§ TASK DESCRIPTION
Keeping each line exactly as it is, output all of the records.

§ DATASET EXCERPTS

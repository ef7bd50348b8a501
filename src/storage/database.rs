//! PostgreSQL client for the routing audit trail.
//!
//! Transaction boundaries:
//! - Single-row inserts (queries): auto-commit.
//! - The interaction triple (decision, response, optional feedback): one
//!   transaction; any failure rolls back all three.
//! - Bandit state: versioned CAS in [`super::PostgresStateStore`], not here.
//!
//! Isolation level: READ COMMITTED (the PostgreSQL default).

use chrono::{DateTime, Utc};
use sqlx::{postgres::PgPoolOptions, PgPool, Row};

use crate::error::DatabaseError;
use crate::models::{Feedback, Query, Response, RoutingDecision};

use super::migrations::MigrationRunner;

/// Pool sizing and timeouts.
const POOL_MIN_CONNECTIONS: u32 = 5;
const POOL_MAX_CONNECTIONS: u32 = 20;
const ACQUIRE_TIMEOUT_SECS: u64 = 60;

/// PostgreSQL database client.
pub struct Database {
    pool: PgPool,
}

impl Database {
    /// Connect with the standard pool configuration.
    pub async fn connect(database_url: &str) -> Result<Self, DatabaseError> {
        let pool = PgPoolOptions::new()
            .min_connections(POOL_MIN_CONNECTIONS)
            .max_connections(POOL_MAX_CONNECTIONS)
            .acquire_timeout(std::time::Duration::from_secs(ACQUIRE_TIMEOUT_SECS))
            .connect(database_url)
            .await
            .map_err(|e| DatabaseError::ConnectionFailed(e.to_string()))?;

        tracing::info!(
            min = POOL_MIN_CONNECTIONS,
            max = POOL_MAX_CONNECTIONS,
            "database connection pool created"
        );
        Ok(Self { pool })
    }

    /// Wrap an existing pool.
    pub fn from_pool(pool: PgPool) -> Self {
        Self { pool }
    }

    /// The underlying pool.
    pub fn pool(&self) -> &PgPool {
        &self.pool
    }

    /// Apply the routing schema.
    pub async fn run_migrations(&self) -> Result<(), DatabaseError> {
        MigrationRunner::new(self.pool.clone()).run_migrations().await?;
        Ok(())
    }

    /// Save a query. Single INSERT, auto-commit.
    pub async fn save_query(&self, query: &Query) -> Result<(), DatabaseError> {
        let constraints_json = query
            .constraints
            .as_ref()
            .map(serde_json::to_value)
            .transpose()?;

        sqlx::query(
            r#"
            INSERT INTO queries (id, text, user_id, constraints, created_at)
            VALUES ($1, $2, $3, $4, $5)
            "#,
        )
        .bind(&query.id)
        .bind(&query.text)
        .bind(&query.user_id)
        .bind(constraints_json)
        .bind(query.created_at)
        .execute(&self.pool)
        .await?;

        Ok(())
    }

    /// Save the decision, response and optional feedback atomically.
    ///
    /// Rollback of any part rolls back all three.
    pub async fn save_complete_interaction(
        &self,
        decision: &RoutingDecision,
        response: &Response,
        feedback: Option<&Feedback>,
    ) -> Result<(), DatabaseError> {
        let features_json = serde_json::to_value(&decision.features)?;
        let fallback_json = serde_json::to_value(&decision.fallback_chain)?;

        let mut tx = self.pool.begin().await?;

        sqlx::query(
            r#"
            INSERT INTO routing_decisions (
                id, query_id, selected_model, fallback_chain, confidence,
                features, reasoning, phase, created_at
            ) VALUES ($1, $2, $3, $4, $5, $6, $7, $8, $9)
            "#,
        )
        .bind(&decision.id)
        .bind(&decision.query_id)
        .bind(&decision.selected_model)
        .bind(&fallback_json)
        .bind(decision.confidence)
        .bind(&features_json)
        .bind(&decision.reasoning)
        .bind(decision.phase.map(|p| p.to_string()))
        .bind(decision.created_at)
        .execute(&mut *tx)
        .await?;

        sqlx::query(
            r#"
            INSERT INTO responses (id, query_id, model, text, cost, latency, tokens, created_at)
            VALUES ($1, $2, $3, $4, $5, $6, $7, $8)
            "#,
        )
        .bind(&response.id)
        .bind(&response.query_id)
        .bind(&response.model)
        .bind(&response.text)
        .bind(response.cost)
        .bind(response.latency)
        .bind(response.tokens as i32)
        .bind(response.created_at)
        .execute(&mut *tx)
        .await?;

        if let Some(feedback) = feedback {
            sqlx::query(
                r#"
                INSERT INTO feedback (
                    id, response_id, quality_score, user_rating,
                    met_expectations, comments, created_at
                ) VALUES ($1, $2, $3, $4, $5, $6, $7)
                "#,
            )
            .bind(&feedback.id)
            .bind(&feedback.response_id)
            .bind(feedback.quality_score)
            .bind(feedback.user_rating.map(|r| r as i32))
            .bind(feedback.met_expectations)
            .bind(&feedback.comments)
            .bind(feedback.created_at)
            .execute(&mut *tx)
            .await?;
        }

        tx.commit().await?;

        tracing::debug!(
            decision = %decision.id,
            response = %response.id,
            with_feedback = feedback.is_some(),
            "saved complete interaction"
        );
        Ok(())
    }

    /// Save late-arriving feedback on its own. Single INSERT, auto-commit.
    pub async fn save_feedback(&self, feedback: &Feedback) -> Result<(), DatabaseError> {
        sqlx::query(
            r#"
            INSERT INTO feedback (
                id, response_id, quality_score, user_rating,
                met_expectations, comments, created_at
            ) VALUES ($1, $2, $3, $4, $5, $6, $7)
            "#,
        )
        .bind(&feedback.id)
        .bind(&feedback.response_id)
        .bind(feedback.quality_score)
        .bind(feedback.user_rating.map(|r| r as i32))
        .bind(feedback.met_expectations)
        .bind(&feedback.comments)
        .bind(feedback.created_at)
        .execute(&self.pool)
        .await?;
        Ok(())
    }

    /// Fetch a response by id.
    pub async fn get_response_by_id(
        &self,
        response_id: &str,
    ) -> Result<Option<Response>, DatabaseError> {
        let row = sqlx::query(
            r#"
            SELECT id, query_id, model, text, cost, latency, tokens, created_at
            FROM responses
            WHERE id = $1
            "#,
        )
        .bind(response_id)
        .fetch_optional(&self.pool)
        .await?;

        let Some(row) = row else {
            return Ok(None);
        };
        let tokens: i32 = row.get("tokens");
        let created_at: DateTime<Utc> = row.get("created_at");
        Ok(Some(Response {
            id: row.get("id"),
            query_id: row.get("query_id"),
            model: row.get("model"),
            text: row.get("text"),
            cost: row.get("cost"),
            latency: row.get("latency"),
            tokens: tokens as u32,
            created_at,
        }))
    }
}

§ COMPLETED TASK
repository ef7bd50348b8a501
filename src/storage/database.rs
//! PostgreSQL client for the routing audit trail.
//!
//! Transaction boundaries:
//! - Single-row inserts (queries): auto-commit.
//! - The interaction triple (decision, response, optional feedback): one
//!   transaction; any failure rolls back all three.
//! - Bandit state: versioned CAS in [`super::PostgresStateStore`], not here.
//!
//! Isolation level: READ COMMITTED (the PostgreSQL default).

use chrono::{DateTime, Utc};
use sqlx::{postgres::PgPoolOptions, PgPool, Row};

use crate::error::DatabaseError;
use crate::models::{Feedback, Query, Response, RoutingDecision};

use super::migrations::MigrationRunner;

/// Pool sizing and timeouts.
const POOL_MIN_CONNECTIONS: u32 = 5;
const POOL_MAX_CONNECTIONS: u32 = 20;
const ACQUIRE_TIMEOUT_SECS: u64 = 60;

/// PostgreSQL database client.
pub struct Database {
    pool: PgPool,
}

impl Database {
    /// Connect with the standard pool configuration.
    pub async fn connect(database_url: &str) -> Result<Self, DatabaseError> {
        let pool = PgPoolOptions::new()
            .min_connections(POOL_MIN_CONNECTIONS)
            .max_connections(POOL_MAX_CONNECTIONS)
            .acquire_timeout(std::time::Duration::from_secs(ACQUIRE_TIMEOUT_SECS))
            .connect(database_url)
            .await
            .map_err(|e| DatabaseError::ConnectionFailed(e.to_string()))?;

        tracing::info!(
            min = POOL_MIN_CONNECTIONS,
            max = POOL_MAX_CONNECTIONS,
            "database connection pool created"
        );
        Ok(Self { pool })
    }

    /// Wrap an existing pool.
    pub fn from_pool(pool: PgPool) -> Self {
        Self { pool }
    }

    /// The underlying pool.
    pub fn pool(&self) -> &PgPool {
        &self.pool
    }

    /// Apply the routing schema.
    pub async fn run_migrations(&self) -> Result<(), DatabaseError> {
        MigrationRunner::new(self.pool.clone()).run_migrations().await?;
        Ok(())
    }

    /// Save a query. Single INSERT, auto-commit.
    pub async fn save_query(&self, query: &Query) -> Result<(), DatabaseError> {
        let constraints_json = query
            .constraints
            .as_ref()
            .map(serde_json::to_value)
            .transpose()?;

        sqlx::query(
            r#"
            INSERT INTO queries (id, text, user_id, constraints, created_at)
            VALUES ($1, $2, $3, $4, $5)
            "#,
        )
        .bind(&query.id)
        .bind(&query.text)
        .bind(&query.user_id)
        .bind(constraints_json)
        .bind(query.created_at)
        .execute(&self.pool)
        .await?;

        Ok(())
    }

    /// Save the decision, response and optional feedback atomically.
    ///
    /// Rollback of any part rolls back all three.
    pub async fn save_complete_interaction(
        &self,
        decision: &RoutingDecision,
        response: &Response,
        feedback: Option<&Feedback>,
    ) -> Result<(), DatabaseError> {
        let features_json = serde_json::to_value(&decision.features)?;
        let fallback_json = serde_json::to_value(&decision.fallback_chain)?;

        let mut tx = self.pool.begin().await?;

        sqlx::query(
            r#"
            INSERT INTO routing_decisions (
                id, query_id, selected_model, fallback_chain, confidence,
                features, reasoning, phase, created_at
            ) VALUES ($1, $2, $3, $4, $5, $6, $7, $8, $9)
            "#,
        )
        .bind(&decision.id)
        .bind(&decision.query_id)
        .bind(&decision.selected_model)
        .bind(&fallback_json)
        .bind(decision.confidence)
        .bind(&features_json)
        .bind(&decision.reasoning)
        .bind(decision.phase.map(|p| p.to_string()))
        .bind(decision.created_at)
        .execute(&mut *tx)
        .await?;

        sqlx::query(
            r#"
            INSERT INTO responses (id, query_id, model, text, cost, latency, tokens, created_at)
            VALUES ($1, $2, $3, $4, $5, $6, $7, $8)
            "#,
        )
        .bind(&response.id)
        .bind(&response.query_id)
        .bind(&response.model)
        .bind(&response.text)
        .bind(response.cost)
        .bind(response.latency)
        .bind(response.tokens as i32)
        .bind(response.created_at)
        .execute(&mut *tx)
        .await?;

        if let Some(feedback) = feedback {
            sqlx::query(
                r#"
                INSERT INTO feedback (
                    id, response_id, quality_score, user_rating,
                    met_expectations, comments, created_at
                ) VALUES ($1, $2, $3, $4, $5, $6, $7)
                "#,
            )
            .bind(&feedback.id)
            .bind(&feedback.response_id)
            .bind(feedback.quality_score)
            .bind(feedback.user_rating.map(|r| r as i32))
            .bind(feedback.met_expectations)
            .bind(&feedback.comments)
            .bind(feedback.created_at)
            .execute(&mut *tx)
            .await?;
        }

        tx.commit().await?;

        tracing::debug!(
            decision = %decision.id,
            response = %response.id,
            with_feedback = feedback.is_some(),
            "saved complete interaction"
        );
        Ok(())
    }

    /// Save late-arriving feedback on its own. Single INSERT, auto-commit.
    pub async fn save_feedback(&self, feedback: &Feedback) -> Result<(), DatabaseError> {
        sqlx::query(
            r#"
            INSERT INTO feedback (
                id, response_id, quality_score, user_rating,
                met_expectations, comments, created_at
            ) VALUES ($1, $2, $3, $4, $5, $6, $7)
            "#,
        )
        .bind(&feedback.id)
        .bind(&feedback.response_id)
        .bind(feedback.quality_score)
        .bind(feedback.user_rating.map(|r| r as i32))
        .bind(feedback.met_expectations)
        .bind(&feedback.comments)
        .bind(feedback.created_at)
        .execute(&self.pool)
        .await?;
        Ok(())
    }

    /// Fetch a response by id.
    pub async fn get_response_by_id(
        &self,
        response_id: &str,
    ) -> Result<Option<Response>, DatabaseError> {
        let row = sqlx::query(
            r#"
            SELECT id, query_id, model, text, cost, latency, tokens, created_at
            FROM responses
            WHERE id = $1
            "#,
        )
        .bind(response_id)
        .fetch_optional(&self.pool)
        .await?;

        let Some(row) = row else {
            return Ok(None);
        };
        let tokens: i32 = row.get("tokens");
        let created_at: DateTime<Utc> = row.get("created_at");
        Ok(Some(Response {
            id: row.get("id"),
            query_id: row.get("query_id"),
            model: row.get("model"),
            text: row.get("text"),
            cost: row.get("cost"),
            latency: row.get("latency"),
            tokens: tokens as u32,
            created_at,
        }))
    }
}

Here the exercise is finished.